I HAD to use that title. It cracks me up. Someone I know called me that. "The World's Most Illiterate Writer"... LOL. LMAO. ROFL, etc... I think I need to create a T-shirt that says that. I'd wear it!

So, anyway, I am officially a "Librarian" on Goodreads. What does that mean? IDK. Now, I guess I can mess with sh** and become a like a gremlin inside the system and screw with numbers and titles and stats. Muahahahaha! I could be the evil minion that adds an exclamation point to the end of every title on Goodreads! (Of course, now, of someone does that, they will automatically blame me.) I am joking, people. What I can do now is "refresh" the stats on my books. This is the only reason I requested the status. I don't know how to be a librarian. I wouldn't know if information on other books is correct or not. I only know my own stuff. I am only interested in correcting and listing and refreshing MY OWN STUFF. So, big brother, don't blame me if exclamation marks appear willy-nilly. I was just giving a silly example.

As far as being illiterate--I totally feel like I am sometimes. I WISH I learned this in high school! I didn't. I was all MATH and SCIENCE. Crap! English is hard! HARD I tell you!! I get really confused on the same sentence structures and I don't seem to learn the correct way to write them. I also use the wrong words. And no matter how many times I ask, I can't remember how to use a whole list of things.

Examples: (Because maybe a reader out there can comment and explain the differences.)

1. Past, and passed. Like, "I walked past the building." or "He passed by me." or "I passed the note."
As I read those, it is all supposed to be "passed" isn't it?

2. Affect vs effect... One reader gave me an example, "Your book 'affected' my psyche resulting in the ill 'effect' of a book hangover." ... but how would it work in this sentence? "I had never thought about how Corey’s presence affected me." Is it used correctly there? 

3. And here is the big one and it is not about words... When the heck do you use the period outside of a quote mark? As in title of blog. I didn't use punctuation on a porpoise. World's most illiterate writer is a "librarian".  OR World's most illiterate writer is a "Librarian." Should that period (or full-stop) be inside the quotes nearly all the time, or ALL THE TIME? 

See, I'm even bad at blogging. All I do is talk to myself and ask the millions of people in the world (25 of which read this blog) how to correct my mistakes. I have the Chicago Manual of Style as a reference, but that thing is honking big. I also own Elements of Style but frankly I forget to pick it up and use it! I am a lazy sob. 
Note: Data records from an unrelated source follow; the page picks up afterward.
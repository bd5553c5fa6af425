//! # Tour Router
//!
//! Walking-route retrieval, caching and tour assembly for point-of-interest maps.
//!
//! This library is the routing core of a POI tour map: it fetches walking
//! routes between geographic points from an OSM routing service, caches them
//! by endpoint pair, and assembles multi-segment tour routes on a background
//! task that reports back to the foreground through a channel.
//!
//! - Flattened `[lon,lat]` geometry decoding ([`decode`])
//! - Thread-safe route cache keyed by directed endpoint pairs ([`cache`])
//! - HTTP routing client fixed to walking / shortest-path results ([`client`])
//! - Cancellable multi-segment route retrieval ([`retrieve`])
//! - Closest-POI selection with a planar latitude correction ([`nearest`])
//!
//! ## Quick Start
//!
//! ```rust
//! use tour_router::{decode_coordinates, closest_point, GeoPoint};
//!
//! // Geometry arrives from the routing service as one flattened string.
//! let waypoints = decode_coordinates("[-123.250,49.261][-123.248,49.262]").unwrap();
//! assert_eq!(waypoints.len(), 2);
//! assert_eq!(waypoints[0], GeoPoint::new(49.261, -123.250));
//!
//! // Pick the POI nearest the user's current position.
//! let here = GeoPoint::new(49.2606, -123.2460);
//! let nearest = closest_point(&here, &waypoints).unwrap();
//! assert_eq!(*nearest, waypoints[1]);
//! ```
//!
//! Fetching and assembling real routes is asynchronous; see
//! [`RoutingClient`](client::RoutingClient) and
//! [`RouteRetriever`](retrieve::RouteRetriever).

use serde::{Deserialize, Serialize};
use std::hash::{Hash, Hasher};

// Route cache keyed by endpoint pairs
pub mod cache;
pub use cache::RouteCache;

// HTTP client for the routing service
pub mod client;
pub use client::{RoutingClient, RoutingConfig, RoutingError, SegmentSource};

// Flattened geometry decoding
pub mod decode;
pub use decode::{decode_coordinates, DecodeError};

// Closest-POI selection
pub mod nearest;
pub use nearest::{closest_point, distance_value, path_to_nearest};

// Cancellable multi-segment route retrieval
pub mod retrieve;
pub use retrieve::{RouteEvent, RouteRetriever};

// ============================================================================
// Core Types
// ============================================================================

/// A geographic coordinate with latitude and longitude.
///
/// # Example
/// ```
/// use tour_router::GeoPoint;
/// let point = GeoPoint::new(49.2609, -123.2460); // UBC
/// ```
#[derive(Debug, Clone, Copy, PartialEq, Serialize, Deserialize)]
pub struct GeoPoint {
    pub latitude: f64,
    pub longitude: f64,
}

impl GeoPoint {
    /// Create a new geographic point.
    pub fn new(latitude: f64, longitude: f64) -> Self {
        Self {
            latitude,
            longitude,
        }
    }
}

/// The directed (start, end) endpoint pair of a route segment.
///
/// Used as the cache key for fetched segments. The pair is directed:
/// `(A, B)` and `(B, A)` are distinct keys and cache independently.
///
/// Equality and hashing compare the raw bit patterns of the four
/// coordinates, which lets the pair key a `HashMap` without any float
/// rounding surprises. Endpoints come from the same POI values on every
/// request, so bit-identical keys are exactly the repeats worth caching.
#[derive(Debug, Clone, Copy)]
pub struct EndpointPair {
    pub start: GeoPoint,
    pub end: GeoPoint,
}

impl EndpointPair {
    /// Create an endpoint pair for a segment from `start` to `end`.
    pub fn new(start: GeoPoint, end: GeoPoint) -> Self {
        Self { start, end }
    }

    fn key_bits(&self) -> [u64; 4] {
        [
            self.start.latitude.to_bits(),
            self.start.longitude.to_bits(),
            self.end.latitude.to_bits(),
            self.end.longitude.to_bits(),
        ]
    }
}

impl PartialEq for EndpointPair {
    fn eq(&self, other: &Self) -> bool {
        self.key_bits() == other.key_bits()
    }
}

impl Eq for EndpointPair {}

impl Hash for EndpointPair {
    fn hash<H: Hasher>(&self, state: &mut H) {
        for bits in self.key_bits() {
            state.write_u64(bits);
        }
    }
}

/// One fetched route segment: the ordered waypoints between two endpoints.
///
/// The waypoints are the intermediate points returned by the routing
/// service; the requested endpoints themselves are not included.
#[derive(Debug, Clone, PartialEq, Serialize, Deserialize)]
pub struct Route {
    pub waypoints: Vec<GeoPoint>,
}

impl Route {
    /// Create a route from its waypoints.
    pub fn new(waypoints: Vec<GeoPoint>) -> Self {
        Self { waypoints }
    }
}

// ============================================================================
// Tour Helpers
// ============================================================================

/// Close a tour by appending its first point to the end.
///
/// A tour of selected POIs loops back to where it started, so the routed
/// point list gets the first POI appended as the final destination. Lists
/// of fewer than 2 points are returned unchanged, as there is nothing to
/// loop.
///
/// # Example
/// ```
/// use tour_router::{close_tour, GeoPoint};
///
/// let pois = vec![
///     GeoPoint::new(49.2606, -123.2460),
///     GeoPoint::new(49.2666, -123.2521),
///     GeoPoint::new(49.2699, -123.2548),
/// ];
///
/// let tour = close_tour(&pois);
/// assert_eq!(tour.len(), 4);
/// assert_eq!(tour[3], pois[0]);
/// ```
pub fn close_tour(points: &[GeoPoint]) -> Vec<GeoPoint> {
    let mut tour = points.to_vec();
    if points.len() > 1 {
        tour.push(points[0]);
    }
    tour
}

// ============================================================================
// Unit Tests
// ============================================================================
Ok, my list isn't very long. I guess I'm not that bad. Be patient with me. I'm learning. If only I could learn how to sting sentences together into a complex sentence instead of a hundred little short ones! HAHA. That would be an accomplishment. 

So, yeah, I suck. But that isn't news for some of you. 
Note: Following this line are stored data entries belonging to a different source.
//! Affine transformation descriptors.
//!
//! Rotations mirror OpenSCAD's `rotate(a, v)` argument forms: a single
//! angle about an optional pole (Z when absent), or an Euler triple applied
//! about world X, then Y, then Z.

use anchorcad_ir as ir;
use anchorcad_math::{Vector, VectorError, AXIS_X, AXIS_Y, AXIS_Z};
use serde::{Deserialize, Serialize};

/// Angle argument of a rotation, in degrees.
#[derive(Debug, Clone, Copy, PartialEq, Serialize, Deserialize)]
#[serde(untagged)]
pub enum RotationAngle {
    /// A single angle about the rotation's pole.
    Single(f64),
    /// Successive rotations about world X, then Y, then Z.
    Euler([f64; 3]),
}

/// Parameters of a rotation.
///
/// `angle` is optional only so that malformed rotations can be represented
/// and rejected at application time.
#[derive(Debug, Clone, Copy, PartialEq, Serialize, Deserialize)]
pub struct Rotation {
    /// Angle(s) in degrees.
    pub angle: Option<RotationAngle>,
    /// Rotation pole; ignored for Euler angles, Z when absent.
    pub pole: Option<Vector>,
}

/// A single affine transformation.
#[derive(Debug, Clone, Copy, PartialEq, Serialize, Deserialize)]
#[serde(tag = "type")]
pub enum AffineTransformation {
    /// Translation by an offset.
    Translate {
        /// The offset.
        offset: Vector,
    },
    /// Rotation.
    Rotate(Rotation),
    /// Non-uniform scale.
    Scale {
        /// Scale factor per axis.
        factor: Vector,
    },
}

impl AffineTransformation {
    /// Translation by `offset`.
    pub fn translate(offset: Vector) -> Self {
        Self::Translate { offset }
    }

    /// Rotation by `angle` degrees about `pole`.
    pub fn rotate_about(angle: f64, pole: Vector) -> Self {
        Self::Rotate(Rotation {
            angle: Some(RotationAngle::Single(angle)),
            pole: Some(pole),
        })
    }

    /// Rotation by `angle` degrees about the Z axis.
    pub fn rotate_z(angle: f64) -> Self {
        Self::Rotate(Rotation {
            angle: Some(RotationAngle::Single(angle)),
            pole: None,
        })
    }

    /// Euler rotation: `angles[0]` about X, then `angles[1]` about Y, then
    /// `angles[2]` about Z.
    pub fn rotate_euler(angles: [f64; 3]) -> Self {
        Self::Rotate(Rotation {
            angle: Some(RotationAngle::Euler(angles)),
            pole: None,
        })
    }

    /// Non-uniform scale.
    pub fn scale(factor: Vector) -> Self {
        Self::Scale { factor }
    }

    /// Translation of `distance` along +Z. Fails for a NaN or infinite
    /// distance.
    pub fn up(distance: f64) -> Result<Self, VectorError> {
        Ok(Self::translate(AXIS_Z.scaled(distance)?))
    }

    /// Translation of `distance` along -Z.
    pub fn down(distance: f64) -> Result<Self, VectorError> {
        Ok(Self::translate(AXIS_Z.scaled(-distance)?))
    }

    /// Translation of `distance` along +X.
    pub fn right(distance: f64) -> Result<Self, VectorError> {
        Ok(Self::translate(AXIS_X.scaled(distance)?))
    }

    /// Translation of `distance` along -X.
    pub fn left(distance: f64) -> Result<Self, VectorError> {
        Ok(Self::translate(AXIS_X.scaled(-distance)?))
    }

    /// Translation of `distance` along +Y.
    pub fn forward(distance: f64) -> Result<Self, VectorError> {
        Ok(Self::translate(AXIS_Y.scaled(distance)?))
    }

    /// Translation of `distance` along -Y.
    pub fn back(distance: f64) -> Result<Self, VectorError> {
        Ok(Self::translate(AXIS_Y.scaled(-distance)?))
    }

    /// The body-expression tag for this transformation.
    pub fn to_ir(&self) -> ir::Transform {
        match self {
            Self::Translate { offset } => ir::Transform::Translate {
                offset: ir_vec(offset),
            },
            Self::Rotate(Rotation { angle, pole }) => ir::Transform::Rotate {
                angle: angle.map(|angle| match angle {
                    RotationAngle::Single(a) => ir::RotationAngle::Single(a),
                    RotationAngle::Euler([x, y, z]) => {
                        ir::RotationAngle::Euler(ir::Vec3::new(x, y, z))
                    }
                }),
                pole: pole.as_ref().map(ir_vec),
            },
            Self::Scale { factor } => ir::Transform::Scale {
                factor: ir_vec(factor),
            },
        }
    }
}

fn ir_vec(v: &Vector) -> ir::Vec3 {
    ir::Vec3::new(v.x(), v.y(), v.z())
}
I am writing regardless of my lack of talent. I have over 40k on Names Can Never Hurt Me. (NCNHM) This will probably be the WIP (Work In Progress) that I finish next because it is easier to write. Love, Trust, And Learning to Live Again is complicated and will take research. I AM WRITING IT!!! I am writing it this year! I hope to publish it, or at the very least submit it for publication this year! My goals are as follows:

1. Write NCNHM. I am about half way done! 
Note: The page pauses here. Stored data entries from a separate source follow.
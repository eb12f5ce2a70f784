//! Renderers for finished body expressions.

pub mod scad;

pub use scad::{ScadOptions, ScadRenderer};
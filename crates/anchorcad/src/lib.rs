#![warn(missing_docs)]

//! anchorcad: connector-aligned component trees for CSG modeling
//!
//! Shapes expose *anchors*: oriented attachment frames. Aligning one anchor
//! onto another yields the affine transformations that move a component
//! into place. Components form a tree in an [`Assembly`]; transforming a
//! parent moves its children, and boolean compositions combine components
//! into a symbolic [`Body`] that a [`Renderer`] turns into CAD source.
//!
//! # Example
//!
//! ```rust
//! use anchorcad::{Anchor, Assembly, NewComponent, Renderer, ScadRenderer, Shape};
//!
//! let mut asm = Assembly::new();
//! let base = asm.add(Shape::cylinder(15.0, 7.5, false));
//! let knob = asm.add(Shape::sphere(4.0));
//!
//! // Sit the knob's center on the cylinder's top face
//! let seat = asm.anchor(base, Anchor::Top)?;
//! let steps = asm.anchor(knob, Anchor::Center)?.align(Some(&seat))?;
//! asm.transform(knob, steps)?;
//!
//! let part = asm.create(NewComponent::new().children([base, knob]))?;
//! let source = ScadRenderer::default().render(&asm.body(part)?).unwrap();
//! assert!(source.starts_with("union() {"));
//! # Ok::<(), anchorcad::ComponentError>(())
//! ```

pub mod affine;
pub mod assembly;
pub mod connector;
pub mod error;
pub mod export;
pub mod frame;
pub mod shape;
pub mod transform;

pub use affine::{Historical, Holonomic};
pub use assembly::{
    Assembly, Component, ComponentId, ComponentRef, ComposeOptions, Composition, NewComponent,
    Transformations,
};
pub use connector::Connector;
pub use error::{ComponentError, Result, TransformError};
pub use export::{ScadOptions, ScadRenderer};
pub use frame::{reference_frame, reference_frame_from_connector};
pub use shape::{Anchor, Frustum, Shape, Sphere};
pub use transform::{AffineTransformation, Rotation, RotationAngle};

pub use anchorcad_ir::{BooleanOp, Body, Renderer, Rgba};
pub use anchorcad_math::{Tolerance, Vector, VectorError, AXIS_X, AXIS_Y, AXIS_Z, ORIGIN};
2. Figure out the status of TCOL (The Cost of Loving.) It has two fates. publish with a publisher, OR self-publish. It is under review WITH a publisher now. It is written and pretty much the way I want it. I HOPE to hear something soon. I has been 11 days since I sent it. Once I hear back from them, I WILL tell you all!!! Promise. Pros and cons: 

PRO with a Publisher is that all formats are available upon release. And more exposure. CON- Publication may not be soon, and could be later. (Because you know things take a while sometimes.) AND, I may have to use a different cover. 

PRO with self-pub is that I can get it out there faster. AND, after TCOL is on the market, I will be all ready to follow it up with the release of the third book in the same style. I have that cover, I just need to finish writing it. (And send it to my editor.) CON- it will only be available in Kindle for the first 90 days. I am going to use Create Space on Amazon and there is a contract to sign. After that, I can go with Smashwords or All ROmance eBooks to publish ePub or pdf, or print books etc. Plus, ALL marketing is up to me and I am not great at that. I depend on readers for word-of mouth. :)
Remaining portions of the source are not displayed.